[What is needed]: Go through the entries, filter for the word "lifetime", and copy every line that has it.
*** Opening of Data in this exercise ***
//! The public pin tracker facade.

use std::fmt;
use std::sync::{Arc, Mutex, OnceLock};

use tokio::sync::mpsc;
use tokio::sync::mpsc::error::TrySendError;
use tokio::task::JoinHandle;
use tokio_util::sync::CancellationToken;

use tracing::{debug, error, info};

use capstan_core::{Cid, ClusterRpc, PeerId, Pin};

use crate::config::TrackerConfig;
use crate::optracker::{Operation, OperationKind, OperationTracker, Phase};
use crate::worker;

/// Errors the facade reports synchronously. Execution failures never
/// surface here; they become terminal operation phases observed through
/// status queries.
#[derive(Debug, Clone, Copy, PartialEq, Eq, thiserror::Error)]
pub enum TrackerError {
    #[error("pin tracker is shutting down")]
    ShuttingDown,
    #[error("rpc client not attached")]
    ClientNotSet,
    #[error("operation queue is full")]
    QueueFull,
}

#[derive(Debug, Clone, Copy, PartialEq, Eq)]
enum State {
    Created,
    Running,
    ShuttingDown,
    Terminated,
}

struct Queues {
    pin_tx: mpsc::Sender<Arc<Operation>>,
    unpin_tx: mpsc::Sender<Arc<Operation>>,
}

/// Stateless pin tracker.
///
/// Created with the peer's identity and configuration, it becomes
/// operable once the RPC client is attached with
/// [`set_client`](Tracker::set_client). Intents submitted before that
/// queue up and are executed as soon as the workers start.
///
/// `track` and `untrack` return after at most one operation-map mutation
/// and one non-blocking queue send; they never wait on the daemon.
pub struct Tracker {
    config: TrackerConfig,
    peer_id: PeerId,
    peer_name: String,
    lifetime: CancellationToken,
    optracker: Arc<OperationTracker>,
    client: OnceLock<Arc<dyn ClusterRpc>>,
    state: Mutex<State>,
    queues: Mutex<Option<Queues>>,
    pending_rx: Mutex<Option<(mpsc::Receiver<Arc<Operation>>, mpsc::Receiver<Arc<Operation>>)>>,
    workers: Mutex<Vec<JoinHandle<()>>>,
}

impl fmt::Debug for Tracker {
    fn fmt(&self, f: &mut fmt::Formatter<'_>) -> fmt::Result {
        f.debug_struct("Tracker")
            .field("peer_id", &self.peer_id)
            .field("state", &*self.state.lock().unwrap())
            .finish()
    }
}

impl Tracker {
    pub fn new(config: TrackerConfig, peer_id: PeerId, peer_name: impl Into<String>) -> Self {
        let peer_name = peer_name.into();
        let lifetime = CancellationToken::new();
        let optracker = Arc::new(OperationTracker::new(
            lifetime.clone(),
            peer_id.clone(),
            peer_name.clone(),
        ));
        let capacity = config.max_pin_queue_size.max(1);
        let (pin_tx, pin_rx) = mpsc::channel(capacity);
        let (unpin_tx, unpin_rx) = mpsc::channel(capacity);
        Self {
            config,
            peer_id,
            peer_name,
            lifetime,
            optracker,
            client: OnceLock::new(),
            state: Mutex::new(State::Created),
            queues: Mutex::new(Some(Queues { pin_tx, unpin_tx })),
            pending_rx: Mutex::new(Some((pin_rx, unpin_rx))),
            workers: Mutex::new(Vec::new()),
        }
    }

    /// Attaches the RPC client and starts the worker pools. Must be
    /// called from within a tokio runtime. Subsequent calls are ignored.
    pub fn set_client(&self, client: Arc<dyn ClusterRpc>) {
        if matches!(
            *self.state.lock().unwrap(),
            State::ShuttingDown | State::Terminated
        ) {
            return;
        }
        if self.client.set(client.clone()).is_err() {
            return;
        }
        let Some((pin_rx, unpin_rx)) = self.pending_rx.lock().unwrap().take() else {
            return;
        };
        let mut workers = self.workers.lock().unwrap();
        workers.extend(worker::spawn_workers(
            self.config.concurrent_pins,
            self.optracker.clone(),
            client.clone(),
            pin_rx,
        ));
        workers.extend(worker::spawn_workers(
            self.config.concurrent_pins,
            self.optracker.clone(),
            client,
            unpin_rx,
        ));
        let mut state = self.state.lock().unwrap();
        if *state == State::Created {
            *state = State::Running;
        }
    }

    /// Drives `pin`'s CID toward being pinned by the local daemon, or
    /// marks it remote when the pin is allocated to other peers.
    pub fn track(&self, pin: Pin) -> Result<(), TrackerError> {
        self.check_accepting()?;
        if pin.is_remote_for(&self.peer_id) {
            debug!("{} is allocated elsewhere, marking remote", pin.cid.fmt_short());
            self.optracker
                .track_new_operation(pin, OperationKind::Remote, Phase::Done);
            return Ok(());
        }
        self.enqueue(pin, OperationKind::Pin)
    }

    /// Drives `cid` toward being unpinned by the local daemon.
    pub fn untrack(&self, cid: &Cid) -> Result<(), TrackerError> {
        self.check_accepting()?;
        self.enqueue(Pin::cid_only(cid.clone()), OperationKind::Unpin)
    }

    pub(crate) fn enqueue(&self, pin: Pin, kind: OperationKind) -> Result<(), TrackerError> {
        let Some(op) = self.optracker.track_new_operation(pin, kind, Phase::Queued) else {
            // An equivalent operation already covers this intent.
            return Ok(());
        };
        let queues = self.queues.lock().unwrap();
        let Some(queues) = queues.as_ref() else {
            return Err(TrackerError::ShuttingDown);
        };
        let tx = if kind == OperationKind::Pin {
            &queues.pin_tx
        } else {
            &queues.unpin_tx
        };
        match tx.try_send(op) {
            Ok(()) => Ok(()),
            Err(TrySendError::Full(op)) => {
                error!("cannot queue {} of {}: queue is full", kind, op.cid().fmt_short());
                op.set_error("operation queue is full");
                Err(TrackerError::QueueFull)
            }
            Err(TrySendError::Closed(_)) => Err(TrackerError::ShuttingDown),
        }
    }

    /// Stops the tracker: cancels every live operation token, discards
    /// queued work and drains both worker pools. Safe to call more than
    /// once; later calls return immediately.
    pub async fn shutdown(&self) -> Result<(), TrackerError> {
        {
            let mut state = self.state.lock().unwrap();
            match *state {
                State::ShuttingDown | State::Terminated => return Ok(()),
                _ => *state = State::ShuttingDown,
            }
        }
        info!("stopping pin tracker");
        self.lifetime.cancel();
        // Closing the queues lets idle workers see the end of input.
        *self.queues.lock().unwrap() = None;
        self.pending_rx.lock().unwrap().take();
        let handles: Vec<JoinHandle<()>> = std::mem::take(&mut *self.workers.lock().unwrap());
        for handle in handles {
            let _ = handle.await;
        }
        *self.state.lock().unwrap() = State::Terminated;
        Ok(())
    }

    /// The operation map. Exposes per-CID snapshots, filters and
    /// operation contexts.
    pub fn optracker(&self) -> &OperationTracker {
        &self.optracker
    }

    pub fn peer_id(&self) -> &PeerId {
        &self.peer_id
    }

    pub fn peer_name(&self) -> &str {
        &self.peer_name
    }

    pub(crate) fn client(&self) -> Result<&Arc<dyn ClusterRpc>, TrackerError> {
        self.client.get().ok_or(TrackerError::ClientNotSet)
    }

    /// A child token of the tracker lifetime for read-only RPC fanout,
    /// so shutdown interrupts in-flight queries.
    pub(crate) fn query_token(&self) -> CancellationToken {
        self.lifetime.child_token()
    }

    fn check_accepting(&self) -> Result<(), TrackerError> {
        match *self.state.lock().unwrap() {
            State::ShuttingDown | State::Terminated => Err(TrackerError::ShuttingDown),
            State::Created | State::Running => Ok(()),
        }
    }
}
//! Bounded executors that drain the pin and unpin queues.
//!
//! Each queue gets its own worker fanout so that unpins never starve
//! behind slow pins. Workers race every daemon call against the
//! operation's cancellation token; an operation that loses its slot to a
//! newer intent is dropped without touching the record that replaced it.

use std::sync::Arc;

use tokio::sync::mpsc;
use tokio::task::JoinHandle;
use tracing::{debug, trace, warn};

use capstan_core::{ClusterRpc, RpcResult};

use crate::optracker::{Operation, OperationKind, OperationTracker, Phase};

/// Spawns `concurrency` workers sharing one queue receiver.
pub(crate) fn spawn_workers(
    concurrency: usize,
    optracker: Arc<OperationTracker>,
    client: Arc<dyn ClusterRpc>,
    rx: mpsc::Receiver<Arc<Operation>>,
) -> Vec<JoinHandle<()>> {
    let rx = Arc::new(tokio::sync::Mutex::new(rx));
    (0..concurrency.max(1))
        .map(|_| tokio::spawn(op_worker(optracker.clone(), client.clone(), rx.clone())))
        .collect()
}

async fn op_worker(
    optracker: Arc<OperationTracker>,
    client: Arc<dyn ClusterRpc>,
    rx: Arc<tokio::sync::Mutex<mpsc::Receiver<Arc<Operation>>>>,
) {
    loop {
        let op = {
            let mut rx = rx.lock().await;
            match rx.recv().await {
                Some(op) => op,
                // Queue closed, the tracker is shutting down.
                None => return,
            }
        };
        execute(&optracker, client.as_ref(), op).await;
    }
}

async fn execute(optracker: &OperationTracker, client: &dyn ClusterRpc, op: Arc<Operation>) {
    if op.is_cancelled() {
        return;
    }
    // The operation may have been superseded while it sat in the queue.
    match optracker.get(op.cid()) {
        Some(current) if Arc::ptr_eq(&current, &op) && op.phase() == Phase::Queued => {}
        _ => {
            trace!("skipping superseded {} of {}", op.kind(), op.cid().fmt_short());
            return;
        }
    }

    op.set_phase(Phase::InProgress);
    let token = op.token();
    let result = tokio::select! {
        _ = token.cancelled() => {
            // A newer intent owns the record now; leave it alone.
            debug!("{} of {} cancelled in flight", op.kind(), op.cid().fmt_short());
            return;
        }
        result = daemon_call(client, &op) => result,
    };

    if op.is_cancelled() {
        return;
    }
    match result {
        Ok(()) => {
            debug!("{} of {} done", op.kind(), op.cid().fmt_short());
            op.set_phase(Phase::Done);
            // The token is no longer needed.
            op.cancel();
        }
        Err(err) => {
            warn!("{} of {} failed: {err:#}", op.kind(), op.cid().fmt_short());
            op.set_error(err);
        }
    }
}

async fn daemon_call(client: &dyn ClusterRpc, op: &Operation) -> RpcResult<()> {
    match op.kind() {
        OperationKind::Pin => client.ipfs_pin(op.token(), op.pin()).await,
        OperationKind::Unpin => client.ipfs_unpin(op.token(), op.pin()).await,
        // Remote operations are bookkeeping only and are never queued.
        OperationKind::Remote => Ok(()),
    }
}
*** Close of Data in this exercise ***
*** Opening of Data in this exercise ***
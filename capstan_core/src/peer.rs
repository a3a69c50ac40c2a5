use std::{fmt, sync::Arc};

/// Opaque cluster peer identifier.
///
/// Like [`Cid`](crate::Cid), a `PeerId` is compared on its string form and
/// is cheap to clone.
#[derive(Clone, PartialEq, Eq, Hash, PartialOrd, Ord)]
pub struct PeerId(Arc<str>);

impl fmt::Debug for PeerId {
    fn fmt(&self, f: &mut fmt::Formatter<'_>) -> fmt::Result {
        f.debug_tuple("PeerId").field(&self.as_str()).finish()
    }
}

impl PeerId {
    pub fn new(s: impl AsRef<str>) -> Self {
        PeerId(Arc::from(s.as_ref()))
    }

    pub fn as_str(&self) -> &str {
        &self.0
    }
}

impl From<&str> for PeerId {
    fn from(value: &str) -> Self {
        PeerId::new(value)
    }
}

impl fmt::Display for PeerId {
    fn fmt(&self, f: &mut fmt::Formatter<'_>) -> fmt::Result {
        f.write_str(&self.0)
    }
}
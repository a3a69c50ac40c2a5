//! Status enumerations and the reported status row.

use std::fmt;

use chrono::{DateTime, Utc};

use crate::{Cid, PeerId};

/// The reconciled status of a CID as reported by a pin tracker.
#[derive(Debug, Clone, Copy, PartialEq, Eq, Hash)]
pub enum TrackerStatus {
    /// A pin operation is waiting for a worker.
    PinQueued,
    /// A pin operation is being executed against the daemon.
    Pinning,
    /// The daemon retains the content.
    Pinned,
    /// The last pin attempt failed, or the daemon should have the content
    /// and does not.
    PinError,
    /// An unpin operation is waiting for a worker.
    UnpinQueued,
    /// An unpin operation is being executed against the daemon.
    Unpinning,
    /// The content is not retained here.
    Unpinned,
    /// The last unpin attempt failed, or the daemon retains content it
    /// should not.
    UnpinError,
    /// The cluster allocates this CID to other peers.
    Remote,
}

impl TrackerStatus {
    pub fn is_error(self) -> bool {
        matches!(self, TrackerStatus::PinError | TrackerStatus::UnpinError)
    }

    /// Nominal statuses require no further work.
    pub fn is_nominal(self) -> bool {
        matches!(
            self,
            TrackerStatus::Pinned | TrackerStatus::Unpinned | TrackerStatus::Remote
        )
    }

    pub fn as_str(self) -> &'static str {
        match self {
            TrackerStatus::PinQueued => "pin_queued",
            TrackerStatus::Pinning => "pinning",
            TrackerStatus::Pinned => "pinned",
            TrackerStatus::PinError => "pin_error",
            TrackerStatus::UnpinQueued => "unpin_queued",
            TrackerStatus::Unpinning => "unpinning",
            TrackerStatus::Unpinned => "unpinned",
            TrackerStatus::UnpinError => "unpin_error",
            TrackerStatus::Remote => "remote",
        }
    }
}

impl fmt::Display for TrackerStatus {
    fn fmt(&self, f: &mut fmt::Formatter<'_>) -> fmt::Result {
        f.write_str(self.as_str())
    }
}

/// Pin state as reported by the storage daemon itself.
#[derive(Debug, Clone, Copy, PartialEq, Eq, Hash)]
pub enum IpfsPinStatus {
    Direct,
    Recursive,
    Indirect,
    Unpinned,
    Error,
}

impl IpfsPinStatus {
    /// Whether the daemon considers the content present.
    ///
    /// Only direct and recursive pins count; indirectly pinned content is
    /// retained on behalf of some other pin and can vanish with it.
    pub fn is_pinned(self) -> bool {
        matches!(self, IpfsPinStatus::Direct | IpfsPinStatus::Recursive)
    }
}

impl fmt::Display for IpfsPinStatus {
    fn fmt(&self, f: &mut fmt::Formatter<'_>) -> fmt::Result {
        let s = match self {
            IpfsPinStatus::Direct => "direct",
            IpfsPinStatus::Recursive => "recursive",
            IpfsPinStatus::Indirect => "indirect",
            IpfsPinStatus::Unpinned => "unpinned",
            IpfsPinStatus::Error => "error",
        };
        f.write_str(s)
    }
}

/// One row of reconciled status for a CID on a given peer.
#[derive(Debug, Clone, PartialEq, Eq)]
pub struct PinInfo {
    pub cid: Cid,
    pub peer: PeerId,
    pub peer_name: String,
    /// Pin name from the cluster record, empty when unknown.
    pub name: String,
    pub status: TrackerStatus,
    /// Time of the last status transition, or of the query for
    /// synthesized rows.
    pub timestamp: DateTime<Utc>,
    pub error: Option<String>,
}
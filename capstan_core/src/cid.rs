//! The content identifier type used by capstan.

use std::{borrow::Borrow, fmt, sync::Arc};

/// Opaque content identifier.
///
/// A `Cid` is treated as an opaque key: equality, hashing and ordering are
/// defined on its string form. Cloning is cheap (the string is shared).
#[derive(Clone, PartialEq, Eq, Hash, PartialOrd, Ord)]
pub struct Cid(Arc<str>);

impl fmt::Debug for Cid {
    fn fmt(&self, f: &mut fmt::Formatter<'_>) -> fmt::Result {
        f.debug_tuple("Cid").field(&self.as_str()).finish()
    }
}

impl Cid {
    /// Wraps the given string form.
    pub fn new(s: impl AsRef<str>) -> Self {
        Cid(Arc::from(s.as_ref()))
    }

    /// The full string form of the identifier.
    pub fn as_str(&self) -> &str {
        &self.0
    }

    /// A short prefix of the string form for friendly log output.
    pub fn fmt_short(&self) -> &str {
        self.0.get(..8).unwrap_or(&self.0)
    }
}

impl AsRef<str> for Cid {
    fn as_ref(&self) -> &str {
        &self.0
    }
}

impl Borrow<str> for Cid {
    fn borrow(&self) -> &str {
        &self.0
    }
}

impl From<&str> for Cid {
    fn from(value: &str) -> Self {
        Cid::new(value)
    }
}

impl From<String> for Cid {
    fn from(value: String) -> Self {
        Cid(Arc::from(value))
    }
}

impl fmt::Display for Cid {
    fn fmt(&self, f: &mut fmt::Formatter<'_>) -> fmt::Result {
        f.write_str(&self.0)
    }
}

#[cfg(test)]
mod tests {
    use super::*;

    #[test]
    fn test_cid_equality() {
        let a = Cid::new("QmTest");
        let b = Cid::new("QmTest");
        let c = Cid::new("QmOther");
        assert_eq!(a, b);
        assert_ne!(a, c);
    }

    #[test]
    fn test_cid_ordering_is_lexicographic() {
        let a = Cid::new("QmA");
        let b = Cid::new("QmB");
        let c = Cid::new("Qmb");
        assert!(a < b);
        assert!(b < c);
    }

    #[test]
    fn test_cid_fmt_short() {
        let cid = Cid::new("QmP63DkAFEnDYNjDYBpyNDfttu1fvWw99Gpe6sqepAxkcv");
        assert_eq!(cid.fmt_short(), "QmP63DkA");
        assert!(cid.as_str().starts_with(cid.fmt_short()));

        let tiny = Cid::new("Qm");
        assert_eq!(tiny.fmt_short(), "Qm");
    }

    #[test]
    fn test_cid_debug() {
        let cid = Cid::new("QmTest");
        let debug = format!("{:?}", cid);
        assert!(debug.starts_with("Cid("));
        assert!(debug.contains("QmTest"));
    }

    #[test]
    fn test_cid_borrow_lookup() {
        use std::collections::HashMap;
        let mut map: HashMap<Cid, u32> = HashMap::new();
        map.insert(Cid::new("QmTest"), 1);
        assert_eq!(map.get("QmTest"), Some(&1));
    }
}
*** Close of Data in this exercise ***
*** Opening of Data in this exercise ***
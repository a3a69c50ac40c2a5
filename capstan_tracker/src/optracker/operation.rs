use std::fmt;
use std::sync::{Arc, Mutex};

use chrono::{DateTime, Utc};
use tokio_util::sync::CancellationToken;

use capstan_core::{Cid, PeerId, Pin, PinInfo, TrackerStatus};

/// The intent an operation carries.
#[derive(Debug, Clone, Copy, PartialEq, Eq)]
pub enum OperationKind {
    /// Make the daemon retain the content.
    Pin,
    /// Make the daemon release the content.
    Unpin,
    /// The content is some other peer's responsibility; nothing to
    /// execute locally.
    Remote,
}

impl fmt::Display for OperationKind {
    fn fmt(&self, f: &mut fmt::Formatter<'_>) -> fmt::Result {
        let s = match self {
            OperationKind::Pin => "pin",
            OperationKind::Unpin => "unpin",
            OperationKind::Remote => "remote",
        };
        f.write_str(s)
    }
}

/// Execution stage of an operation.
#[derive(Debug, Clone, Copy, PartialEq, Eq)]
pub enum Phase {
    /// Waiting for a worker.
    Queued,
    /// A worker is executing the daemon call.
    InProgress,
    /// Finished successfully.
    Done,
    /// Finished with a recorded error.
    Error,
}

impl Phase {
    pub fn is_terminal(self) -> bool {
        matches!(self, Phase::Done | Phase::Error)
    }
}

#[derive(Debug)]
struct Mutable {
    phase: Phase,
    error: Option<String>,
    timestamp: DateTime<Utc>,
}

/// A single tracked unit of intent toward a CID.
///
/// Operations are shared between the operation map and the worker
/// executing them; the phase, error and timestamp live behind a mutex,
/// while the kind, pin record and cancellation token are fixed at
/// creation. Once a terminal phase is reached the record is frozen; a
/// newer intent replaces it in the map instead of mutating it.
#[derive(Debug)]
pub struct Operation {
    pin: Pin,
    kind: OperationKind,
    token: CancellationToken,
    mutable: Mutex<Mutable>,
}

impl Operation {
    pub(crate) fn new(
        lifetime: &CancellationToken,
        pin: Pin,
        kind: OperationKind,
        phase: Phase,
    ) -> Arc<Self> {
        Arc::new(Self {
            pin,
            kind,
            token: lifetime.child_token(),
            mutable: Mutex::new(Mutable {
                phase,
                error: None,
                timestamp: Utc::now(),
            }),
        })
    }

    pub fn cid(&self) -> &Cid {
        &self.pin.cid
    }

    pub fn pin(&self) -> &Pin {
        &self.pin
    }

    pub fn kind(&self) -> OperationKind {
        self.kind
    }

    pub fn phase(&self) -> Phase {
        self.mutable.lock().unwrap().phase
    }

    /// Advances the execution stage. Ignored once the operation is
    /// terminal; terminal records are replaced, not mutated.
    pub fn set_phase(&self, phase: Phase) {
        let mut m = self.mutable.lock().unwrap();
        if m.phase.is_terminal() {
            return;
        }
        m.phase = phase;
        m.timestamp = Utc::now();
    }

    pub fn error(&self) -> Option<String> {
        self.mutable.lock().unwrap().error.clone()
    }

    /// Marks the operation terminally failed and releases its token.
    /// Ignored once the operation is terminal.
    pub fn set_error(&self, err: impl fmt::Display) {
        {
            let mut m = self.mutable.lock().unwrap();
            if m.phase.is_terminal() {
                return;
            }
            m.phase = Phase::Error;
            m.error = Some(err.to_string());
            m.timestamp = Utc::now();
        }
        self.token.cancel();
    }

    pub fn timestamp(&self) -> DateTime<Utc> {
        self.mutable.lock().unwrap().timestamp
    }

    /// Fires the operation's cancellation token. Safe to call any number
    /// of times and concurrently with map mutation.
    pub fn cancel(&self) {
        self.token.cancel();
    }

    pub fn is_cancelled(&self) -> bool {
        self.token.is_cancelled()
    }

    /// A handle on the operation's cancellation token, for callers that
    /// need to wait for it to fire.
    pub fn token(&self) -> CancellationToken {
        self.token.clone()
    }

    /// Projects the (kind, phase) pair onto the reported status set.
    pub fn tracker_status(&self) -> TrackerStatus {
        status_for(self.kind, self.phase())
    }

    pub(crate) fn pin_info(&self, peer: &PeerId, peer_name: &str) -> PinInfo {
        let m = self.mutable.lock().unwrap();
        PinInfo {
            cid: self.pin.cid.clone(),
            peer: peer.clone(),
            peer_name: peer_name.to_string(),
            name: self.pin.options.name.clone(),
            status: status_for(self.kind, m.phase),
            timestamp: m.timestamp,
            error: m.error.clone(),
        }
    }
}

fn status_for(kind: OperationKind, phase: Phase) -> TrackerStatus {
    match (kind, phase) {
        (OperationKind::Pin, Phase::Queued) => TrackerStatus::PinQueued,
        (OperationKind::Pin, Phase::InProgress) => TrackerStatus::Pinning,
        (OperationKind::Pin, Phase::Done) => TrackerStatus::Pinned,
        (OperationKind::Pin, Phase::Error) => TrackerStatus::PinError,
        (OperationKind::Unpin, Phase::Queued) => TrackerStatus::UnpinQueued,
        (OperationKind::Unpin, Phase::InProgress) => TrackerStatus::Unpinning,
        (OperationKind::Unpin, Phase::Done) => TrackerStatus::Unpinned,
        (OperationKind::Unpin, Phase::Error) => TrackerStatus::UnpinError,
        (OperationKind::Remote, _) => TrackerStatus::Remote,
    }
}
*** Close of Data in this exercise ***
[Your solution]:
    lifetime: CancellationToken,
        let lifetime = CancellationToken::new();
            lifetime.clone(),
            lifetime,
        self.lifetime.cancel();
    /// A child token of the tracker lifetime for read-only RPC fanout,
        self.lifetime.child_token()
        lifetime: &CancellationToken,
            token: lifetime.child_token(),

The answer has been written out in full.